Researchers in Germany have discovered why sleep can sometimes be the best medicine. The dream improves the potential capacity of some of the body's immune cells to join its goals, according to a new study to be published on February 12 in the Journal of Experimental Medicine. The study, led by Stoyan Dimitrov and Luciana Besedovsky at the University of Tübingen, helps explain how sleep can fight an infection, while other conditions, such as chronic stress, can make the body more susceptible to diseases.
T cells are a type of white blood cell that is critical to the body's immune response. When T cells recognize a specific target, such as a cell infected with a virus, they activate sticky proteins known as integrins that allow them to bind to their target and, in the case of a cell infected with a virus, kill it.

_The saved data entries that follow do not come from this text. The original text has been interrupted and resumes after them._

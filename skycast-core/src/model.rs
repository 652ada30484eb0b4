use chrono::{NaiveDate, NaiveDateTime, Timelike};
use serde::{Deserialize, Serialize};

use crate::condition::Condition;

/// Format weatherapi.com uses for `localtime` and hourly `time`.
const LOCAL_TIME_FORMAT: &str = "%Y-%m-%d %H:%M";

/// A city as the search endpoint reports it, before country filtering.
#[derive(Debug, Clone, PartialEq, Serialize, Deserialize)]
pub struct CityMatch {
    pub id: u64,
    pub name: String,
    #[serde(default)]
    pub region: String,
    #[serde(default)]
    pub country: String,
}

/// One entry of the city search result list.
#[derive(Debug, Clone, PartialEq, Eq, Hash, Serialize, Deserialize)]
pub struct SearchResult {
    pub id: u64,
    pub name: String,
    pub region: String,
}

impl From<CityMatch> for SearchResult {
    fn from(city: CityMatch) -> Self {
        Self { id: city.id, name: city.name, region: city.region }
    }
}

impl std::fmt::Display for SearchResult {
    fn fmt(&self, f: &mut std::fmt::Formatter<'_>) -> std::fmt::Result {
        if self.region.is_empty() {
            f.write_str(&self.name)
        } else {
            write!(f, "{}, {}", self.name, self.region)
        }
    }
}

/// Full forecast payload. Every successful fetch replaces the previous one.
#[derive(Debug, Clone, PartialEq, Serialize, Deserialize)]
pub struct ForecastSnapshot {
    pub location: Location,
    pub current: CurrentConditions,
    pub forecast: Forecast,
}

impl ForecastSnapshot {
    /// `"<name>, <region>, <country>"`
    pub fn headline(&self) -> String {
        [&self.location.name, &self.location.region, &self.location.country]
            .iter()
            .filter(|part| !part.is_empty())
            .map(|part| part.as_str())
            .collect::<Vec<_>>()
            .join(", ")
    }

    pub fn local_time(&self) -> Option<NaiveDateTime> {
        parse_local_time(&self.location.localtime)
    }

    pub fn days(&self) -> &[ForecastDay] {
        &self.forecast.forecastday
    }

    /// Daytime is 06:00 to 17:59 local time. Falls back to the API's `is_day`
    /// when `localtime` does not parse.
    pub fn is_day(&self) -> bool {
        match self.local_time() {
            Some(t) => (6..18).contains(&t.hour()),
            None => self.current.is_day != 0,
        }
    }

    /// Category for the current conditions, using local-time daylight.
    pub fn current_condition(&self) -> Condition {
        Condition::from_code(self.current.condition.code, self.is_day())
    }
}

#[derive(Debug, Clone, PartialEq, Serialize, Deserialize)]
pub struct Location {
    pub name: String,
    #[serde(default)]
    pub region: String,
    #[serde(default)]
    pub country: String,
    pub localtime: String,
}

#[derive(Debug, Clone, PartialEq, Serialize, Deserialize)]
pub struct ConditionInfo {
    pub text: String,
    #[serde(default)]
    pub icon: String,
    pub code: u32,
}

#[derive(Debug, Clone, PartialEq, Serialize, Deserialize)]
pub struct AirQuality {
    #[serde(rename = "us-epa-index")]
    pub us_epa_index: u8,
}

impl AirQuality {
    /// Banded US EPA index. An index of 0 means no reading.
    pub fn category(&self) -> Option<AirQualityCategory> {
        match self.us_epa_index {
            0 => None,
            1 => Some(AirQualityCategory::Good),
            2 => Some(AirQualityCategory::Moderate),
            3 => Some(AirQualityCategory::Unhealthy),
            _ => Some(AirQualityCategory::Severe),
        }
    }
}

#[derive(Debug, Clone, Copy, PartialEq, Eq, Hash)]
pub enum AirQualityCategory {
    Good,
    Moderate,
    Unhealthy,
    Severe,
}

impl AirQualityCategory {
    pub fn label(&self) -> &'static str {
        match self {
            AirQualityCategory::Good => "Good",
            AirQualityCategory::Moderate => "Moderate",
            AirQualityCategory::Unhealthy => "Unhealthy",
            AirQualityCategory::Severe => "Severe",
        }
    }
}

impl std::fmt::Display for AirQualityCategory {
    fn fmt(&self, f: &mut std::fmt::Formatter<'_>) -> std::fmt::Result {
        f.write_str(self.label())
    }
}

#[derive(Debug, Clone, PartialEq, Serialize, Deserialize)]
pub struct CurrentConditions {
    pub temp_c: f64,
    pub temp_f: f64,
    #[serde(default = "default_is_day")]
    pub is_day: u8,
    pub condition: ConditionInfo,
    pub wind_kph: f64,
    pub wind_dir: String,
    pub pressure_mb: f64,
    pub precip_mm: f64,
    pub humidity: f64,
    pub cloud: f64,
    pub feelslike_c: f64,
    pub vis_km: f64,
    pub uv: f64,
    /// Present only when the request asked for air quality.
    #[serde(default)]
    pub air_quality: Option<AirQuality>,
}

const fn default_is_day() -> u8 {
    1
}

impl CurrentConditions {
    pub fn condition(&self) -> Condition {
        Condition::from_code(self.condition.code, self.is_day != 0)
    }
}

#[derive(Debug, Clone, PartialEq, Serialize, Deserialize)]
pub struct Forecast {
    pub forecastday: Vec<ForecastDay>,
}

#[derive(Debug, Clone, PartialEq, Serialize, Deserialize)]
pub struct ForecastDay {
    pub date: NaiveDate,
    pub day: DaySummary,
    #[serde(default)]
    pub hour: Vec<HourForecast>,
}

#[derive(Debug, Clone, PartialEq, Serialize, Deserialize)]
pub struct DaySummary {
    pub maxtemp_c: f64,
    pub mintemp_c: f64,
    pub avgtemp_c: f64,
    pub maxwind_kph: f64,
    pub totalprecip_mm: f64,
    pub avghumidity: f64,
    #[serde(default)]
    pub daily_chance_of_rain: u8,
    pub condition: ConditionInfo,
    pub uv: f64,
}

impl DaySummary {
    pub fn condition(&self) -> Condition {
        Condition::from_code(self.condition.code, true)
    }
}

#[derive(Debug, Clone, PartialEq, Serialize, Deserialize)]
pub struct HourForecast {
    pub time: String,
    pub temp_c: f64,
    pub condition: ConditionInfo,
    pub wind_kph: f64,
    pub wind_dir: String,
    pub pressure_mb: f64,
    pub precip_mm: f64,
    pub humidity: f64,
    pub cloud: f64,
    pub feelslike_c: f64,
    #[serde(default)]
    pub chance_of_rain: u8,
}

impl HourForecast {
    pub fn time(&self) -> Option<NaiveDateTime> {
        parse_local_time(&self.time)
    }
}

fn parse_local_time(s: &str) -> Option<NaiveDateTime> {
    NaiveDateTime::parse_from_str(s.trim(), LOCAL_TIME_FORMAT).ok()
}

#[cfg(test)]
mod tests {
    use super::*;
    use chrono::Datelike;

    fn location(region: &str) -> Location {
        Location {
            name: "Pune".into(),
            region: region.into(),
            country: "India".into(),
            localtime: "2025-04-20 9:05".into(),
        }
    }

    #[test]
    fn search_result_drops_country() {
        let city = CityMatch {
            id: 7,
            name: "Pune".into(),
            region: "Maharashtra".into(),
            country: "India".into(),
        };

        let result = SearchResult::from(city);
        assert_eq!(
            result,
            SearchResult { id: 7, name: "Pune".into(), region: "Maharashtra".into() }
        );
        assert_eq!(result.to_string(), "Pune, Maharashtra");
    }

    #[test]
    fn search_result_display_without_region() {
        let result = SearchResult { id: 1, name: "Leh".into(), region: String::new() };
        assert_eq!(result.to_string(), "Leh");
    }

    #[test]
    fn air_quality_category_boundaries() {
        let category = |us_epa_index| AirQuality { us_epa_index }.category();

        assert_eq!(category(0), None);
        assert_eq!(category(1), Some(AirQualityCategory::Good));
        assert_eq!(category(2), Some(AirQualityCategory::Moderate));
        assert_eq!(category(3), Some(AirQualityCategory::Unhealthy));
        assert_eq!(category(4), Some(AirQualityCategory::Severe));
        assert_eq!(category(6), Some(AirQualityCategory::Severe));
        assert_eq!(category(u8::MAX), Some(AirQualityCategory::Severe));
        assert_eq!(category(3).map(|c| c.label()), Some("Unhealthy"));
    }

    #[test]
    fn local_time_accepts_unpadded_hour() {
        let parsed = parse_local_time(&location("Maharashtra").localtime).expect("should parse");
        assert_eq!(parsed.day(), 20);
        assert_eq!(parsed.hour(), 9);
        assert_eq!(parsed.minute(), 5);
    }

    #[test]
    fn local_time_rejects_garbage() {
        assert!(parse_local_time("yesterday").is_none());
    }

    #[test]
    fn air_quality_uses_hyphenated_key() {
        let aq: AirQuality = serde_json::from_str(r#"{"us-epa-index": 2, "pm2_5": 31.4}"#).unwrap();
        assert_eq!(aq.us_epa_index, 2);
    }

    fn snapshot(location: Location, is_day: u8) -> ForecastSnapshot {
        ForecastSnapshot {
            location,
            current: CurrentConditions {
                temp_c: 30.0,
                temp_f: 86.0,
                is_day,
                condition: ConditionInfo { text: "Clear".into(), icon: String::new(), code: 1000 },
                wind_kph: 10.0,
                wind_dir: "W".into(),
                pressure_mb: 1008.0,
                precip_mm: 0.0,
                humidity: 40.0,
                cloud: 0.0,
                feelslike_c: 31.0,
                vis_km: 10.0,
                uv: 8.0,
                air_quality: None,
            },
            forecast: Forecast { forecastday: vec![] },
        }
    }

    #[test]
    fn headline_skips_empty_region() {
        let snapshot = snapshot(location(""), 1);

        assert_eq!(snapshot.headline(), "Pune, India");
        assert_eq!(snapshot.current.condition(), Condition::Clear);
    }

    #[test]
    fn daylight_follows_local_hour() {
        let at = |localtime: &str| {
            let loc = Location { localtime: localtime.into(), ..location("Maharashtra") };
            // `is_day` from the API disagrees on purpose; local time wins.
            snapshot(loc, 0)
        };

        assert!(!at("2025-04-20 05:59").is_day());
        assert!(at("2025-04-20 06:00").is_day());
        assert!(at("2025-04-20 17:59").is_day());
        assert!(!at("2025-04-20 18:00").is_day());
        assert_eq!(at("2025-04-20 12:00").current_condition(), Condition::Clear);
        assert_eq!(at("2025-04-20 23:30").current_condition(), Condition::ClearNight);
    }

    #[test]
    fn daylight_falls_back_to_api_flag() {
        let loc = Location { localtime: "soon".into(), ..location("Maharashtra") };

        assert!(snapshot(loc.clone(), 1).is_day());
        assert!(!snapshot(loc, 0).is_day());
    }
}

While much is known about the signals that activate integrins, the signals that could reduce the ability of T cells to bind to their targets are less well known.
Stoyan Dimitrov and his colleagues at the University of Tübingen decided to investigate the effects of a diverse group of signaling molecules known as GαsCoagulated receptor agonists. Many of these molecules can suppress the immune system, but it is unknown whether they inhibit the ability of T cells to activate their integrins and bind to target cells.
Dimitrov and his colleagues found that certain Gαscoagulated receptor agonists, including the hormones adrenaline and noradrenaline, the proinflammatory molecules prostaglandin Etwo and Dtwoand the adenosine neuromodulator prevented T cells from activating their integrins after recognizing their target. "The levels of these molecules needed to inhibit integrin activation are observed in many pathological conditions, such as tumor growth, malaria infection, hypoxia and stress," says Dimitrov. "This pathway can, therefore, contribute to the immunological suppression associated with these pathologies."
The levels of adrenaline and prostaglandin decrease while the body is asleep. Dimitrov and his colleagues compared T cells taken from healthy volunteers while they slept or stayed up all night. T cells taken from sleeping volunteers showed significantly higher levels of integrin activation than T cells taken from awake subjects. The researchers were able to confirm that the beneficial effect of sleep on T-cell integrin activation was due to the decrease in GαsActivation of the coupled receiver.
"Our findings show that sleep has the potential to improve the efficiency of T cell responses, which is especially relevant in view of the high prevalence of disorders and sleep conditions characterized by sleep disorders, such as depression, chronic stress , aging and shift work, "says the late author Luciana Besedovsky.
In addition to helping to explain the beneficial effects of sleep and the negative effects of conditions such as stress, the study by Dimitrov and his colleagues could stimulate the development of new therapeutic strategies that improve the ability of T cells to adhere to their goals. This could be useful, for example, for immunotherapy against cancer, where T cells are required to attack and kill tumor cells.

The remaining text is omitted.